The best thing about the board is that it links every class to every other class, which means I can eventually guide my Duellist into mage territory with enough levels. Plotting a path through all of your advances also provides a satisfying visualisation of your character’s progress, though I’d like to feel the impact of that progress on the battlefield. Most nodes offer an incremental stat bonus that only slightly improves the efficiency of your slaughter. Every +10 dexterity buff I light up makes my hero hit ever-so-slightly faster, but I have to wait until I reach one of those golden nodes, with their plump 20% buffs, to enjoy noticeable knock-on.
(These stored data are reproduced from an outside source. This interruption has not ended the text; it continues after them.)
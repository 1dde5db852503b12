//! Text message handling: mode switching, quota checks and AI tutoring.

use teloxide::prelude::*;
use teloxide::types::ParseMode;

use super::commands::{handle_profil_command, handle_referal_command, referral_link, PROFILE_BUTTON, REFERRAL_BUTTON};
use super::types::{HandlerDeps, HandlerError, UserInfo};
use crate::ai::ChatMessage;
use crate::core::entitlement::{self, ConsumeOutcome};
use crate::core::session::TutorMode;
use crate::core::config;
use crate::storage::get_connection;
use crate::telegram::gate::ensure_channel_member;

/// Handles a plain text message: keyboard buttons first, then the active
/// tutor mode.
pub async fn handle_text_message(bot: &Bot, msg: &Message, deps: &HandlerDeps) -> Result<(), HandlerError> {
    let Some(text) = msg.text() else {
        return Ok(());
    };
    // Unknown commands fall through the command filter; not our business
    if text.starts_with('/') {
        return Ok(());
    }

    let user = UserInfo::from_message(msg);
    if !ensure_channel_member(bot, msg.chat.id, UserId(user.user_id as u64)).await? {
        return Ok(());
    }

    // Mode buttons switch the session without costing quota
    if let Some(mode) = TutorMode::from_label(text) {
        deps.sessions.set_mode(user.user_id, mode);
        let confirmation = match mode {
            TutorMode::Chat => "🧠 <b>Chat AI</b> rejimi yoqildi.\n\nSavol bering!",
            TutorMode::Translate => "📘 <b>Tarjima</b> rejimi yoqildi.\n\nMatn yuboring!",
            TutorMode::Speak => "🗣 <b>Speak English</b> rejimi yoqildi.\n\nOvoz xabar yuboring, men tekshiraman!",
        };
        bot.send_message(msg.chat.id, confirmation).parse_mode(ParseMode::Html).await?;
        return Ok(());
    }

    match text {
        PROFILE_BUTTON => return handle_profil_command(bot, msg, deps).await,
        REFERRAL_BUTTON => return handle_referal_command(bot, msg, deps).await,
        _ => {}
    }

    if !consume_or_notify(bot, msg, deps, &user).await? {
        return Ok(());
    }

    let mode = deps.sessions.mode(user.user_id);
    let mut messages = vec![ChatMessage::system(mode.system_prompt())];
    messages.extend(deps.sessions.history(user.user_id));
    messages.push(ChatMessage::user(text));

    match deps
        .ai
        .chat_completion(
            messages,
            &config::ai::CHAT_MODEL,
            config::ai::CHAT_TEMPERATURE,
            config::ai::CHAT_MAX_TOKENS,
        )
        .await
    {
        Ok(answer) => {
            deps.sessions.push_exchange(user.user_id, text, &answer);
            bot.send_message(msg.chat.id, answer).await?;
        }
        Err(e) => {
            log::error!("❌ Chat completion failed for user {}: {}", user.user_id, e);
            bot.send_message(msg.chat.id, "❌ Xatolik yuz berdi. Iltimos, qaytadan urinib ko'ring.")
                .await?;
        }
    }

    Ok(())
}

/// Charges one request against the user's daily quota.
///
/// Returns true when the request may be served. On an exhausted quota the
/// user gets the referral pitch instead. A storage error propagates, which
/// denies the request rather than handing out a free one.
pub(super) async fn consume_or_notify(
    bot: &Bot,
    msg: &Message,
    deps: &HandlerDeps,
    user: &UserInfo,
) -> Result<bool, HandlerError> {
    let outcome = {
        let conn = get_connection(&deps.db_pool)?;
        entitlement::resolve_user(&conn, user.user_id, user.username.as_deref(), None)?;
        entitlement::try_consume(&conn, user.user_id, *config::quota::FREE_DAILY_LIMIT)?
    };

    match outcome {
        ConsumeOutcome::Entitled | ConsumeOutcome::Counted { .. } => Ok(true),
        ConsumeOutcome::LimitReached { limit } => {
            let link = referral_link(deps.bot_username.as_deref().unwrap_or_default(), user.user_id);
            bot.send_message(
                msg.chat.id,
                format!(
                    "⚠️ <b>Limitingiz tugadi!</b>\n\n\
                     Kunlik limit: <b>0/{}</b>\n\n\
                     ━━━━━━━━━━━━━━━━\n\
                     🎁 <b>Har bir taklif = {} kun PREMIUM</b>\n\n\
                     📨 <b>Sizning havolangiz:</b>\n\
                     <code>{}</code>\n\n\
                     💎 Yoki /premium bilan cheksiz oling\n\
                     ⏰ Yoki ertaga qaytib keling!",
                    limit,
                    *config::referral::BONUS_DAYS,
                    link
                ),
            )
            .parse_mode(ParseMode::Html)
            .await?;
            Ok(false)
        }
    }
}
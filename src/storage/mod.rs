//! SQLite persistence for the entitlement ledger

pub mod db;

pub use db::{create_pool, get_connection, DbConnection, DbPool};
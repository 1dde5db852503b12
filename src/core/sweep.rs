//! Premium expiry sweeper
//!
//! Walks the ledger for premiums that have run out, clears them and reports
//! the affected users so the bot can tell them. The clear itself re-checks
//! the expiry inside a conditional UPDATE, so a user who buys an extension
//! between the scan and the write keeps their premium, and no user is ever
//! reported expired twice.

use std::sync::Arc;

use chrono::{DateTime, Utc};
use rusqlite::Connection;
use tokio::sync::mpsc;
use tokio::time::interval;

use crate::core::config;
use crate::core::entitlement::format_premium_until;
use crate::core::error::AppResult;
use crate::storage::db;
use crate::storage::{get_connection, DbPool};

/// Outcome of one sweep pass.
#[derive(Debug, Default)]
pub struct SweepReport {
    /// Candidates found by the scan
    pub scanned: usize,
    /// Users whose premium this pass actually cleared
    pub expired: Vec<i64>,
    /// Records that failed to update and will be retried next pass
    pub failures: usize,
}

/// Notification that a user's premium was cleared by the sweeper.
#[derive(Debug, Clone, PartialEq, Eq)]
pub struct ExpiryNotice {
    pub user_id: i64,
}

/// Runs one sweep pass at the given instant.
///
/// One bad record does not abort the pass: update failures are logged,
/// counted and left in place for the next run.
pub fn run_sweep(conn: &Connection, now: DateTime<Utc>) -> AppResult<SweepReport> {
    let now_s = format_premium_until(now);
    let candidates = db::list_expired_premium(conn, &now_s)?;

    let mut report = SweepReport {
        scanned: candidates.len(),
        ..Default::default()
    };

    for user_id in candidates {
        match db::clear_premium_if_expired(conn, user_id, &now_s) {
            Ok(true) => report.expired.push(user_id),
            // Extended or already cleared between the scan and this write
            Ok(false) => {}
            Err(e) => {
                log::error!("❌ Failed to clear expired premium for user {}: {}", user_id, e);
                report.failures += 1;
            }
        }
    }

    Ok(report)
}

/// Starts the hourly sweeper and returns the channel of expiry notices.
///
/// The first pass runs immediately, which also catches premiums that ran
/// out while the bot was down.
pub fn start_sweeper(db_pool: Arc<DbPool>) -> mpsc::UnboundedReceiver<ExpiryNotice> {
    let (tx, rx) = mpsc::unbounded_channel();

    tokio::spawn(async move {
        let mut ticker = interval(config::scheduler::sweep_interval());
        log::info!(
            "🔄 Premium expiry sweeper started (interval: {:?})",
            config::scheduler::sweep_interval()
        );

        loop {
            ticker.tick().await;

            let conn = match get_connection(&db_pool) {
                Ok(conn) => conn,
                Err(e) => {
                    log::error!("❌ Sweeper could not get a DB connection: {}", e);
                    continue;
                }
            };

            match run_sweep(&conn, Utc::now()) {
                Ok(report) => {
                    if !report.expired.is_empty() || report.failures > 0 {
                        log::info!(
                            "📊 Premium sweep: {} candidates, {} expired, {} failures",
                            report.scanned,
                            report.expired.len(),
                            report.failures
                        );
                    }
                    for user_id in report.expired {
                        if tx.send(ExpiryNotice { user_id }).is_err() {
                            log::warn!("Expiry notice channel closed, stopping sweeper");
                            return;
                        }
                    }
                }
                Err(e) => log::error!("❌ Premium sweep failed: {}", e),
            }
        }
    });

    rx
}

#[cfg(test)]
mod tests {
    use super::*;
    use crate::core::entitlement::today_local;
    use pretty_assertions::assert_eq;

    fn test_conn() -> Connection {
        let conn = Connection::open_in_memory().unwrap();
        db::migrate_schema(&conn).unwrap();
        conn
    }

    fn seed_user(conn: &Connection, user_id: i64, premium_until: Option<&str>) {
        db::create_user_if_absent(conn, user_id, None, None, &today_local()).unwrap();
        if let Some(until) = premium_until {
            db::set_premium_until(conn, user_id, until).unwrap();
        }
    }

    #[test]
    fn test_sweep_clears_only_expired_premiums() {
        let conn = test_conn();
        seed_user(&conn, 1, Some("2020-01-01 00:00:00"));
        seed_user(&conn, 2, Some("2041-01-01 00:00:00"));
        seed_user(&conn, 3, None);

        let report = run_sweep(&conn, Utc::now()).unwrap();
        assert_eq!(report.expired, vec![1]);
        assert_eq!(report.failures, 0);

        assert_eq!(db::get_user(&conn, 1).unwrap().unwrap().premium_until, None);
        assert_eq!(
            db::get_user(&conn, 2).unwrap().unwrap().premium_until.as_deref(),
            Some("2041-01-01 00:00:00")
        );
    }

    #[test]
    fn test_sweep_reports_each_expiry_once() {
        let conn = test_conn();
        seed_user(&conn, 1, Some("2020-01-01 00:00:00"));

        let first = run_sweep(&conn, Utc::now()).unwrap();
        assert_eq!(first.expired, vec![1]);

        let second = run_sweep(&conn, Utc::now()).unwrap();
        assert_eq!(second.scanned, 0);
        assert!(second.expired.is_empty());
    }

    #[test]
    fn test_sweep_ignores_boundary_instant() {
        let conn = test_conn();
        seed_user(&conn, 1, Some("2030-06-15 12:00:00"));

        // Only premium_until strictly before now counts as expired; the
        // exact boundary instant is left for the next pass
        let at_expiry = crate::core::entitlement::parse_premium_until("2030-06-15 12:00:00").unwrap();
        let report = run_sweep(&conn, at_expiry).unwrap();
        assert!(report.expired.is_empty());

        let just_after = crate::core::entitlement::parse_premium_until("2030-06-15 12:00:01").unwrap();
        let report = run_sweep(&conn, just_after).unwrap();
        assert_eq!(report.expired, vec![1]);
    }
}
It’s a theorycrafter’s paradise, however. The Path of Exile forums are overflowing with players peddling their latest character ideas. If you get bored of tailoring your own builds and want to fast track, you can sample the Duellist’s ‘Facebreaker build using Infernal and Dominating Blow’, or go for an ‘Explosive Arrow Marauder’, or hundreds of others, each carefully turned over by other community members. Good knowledge of these builds is well rewarded by Path of Exile’s extremely popular community races, which challenge participants to rush as far as possible through the game in a two-hour sprint. It’s a clever way to generate a sense of cohesion among disparate adventurers, and encourages players to come up with inventive highspeed characters.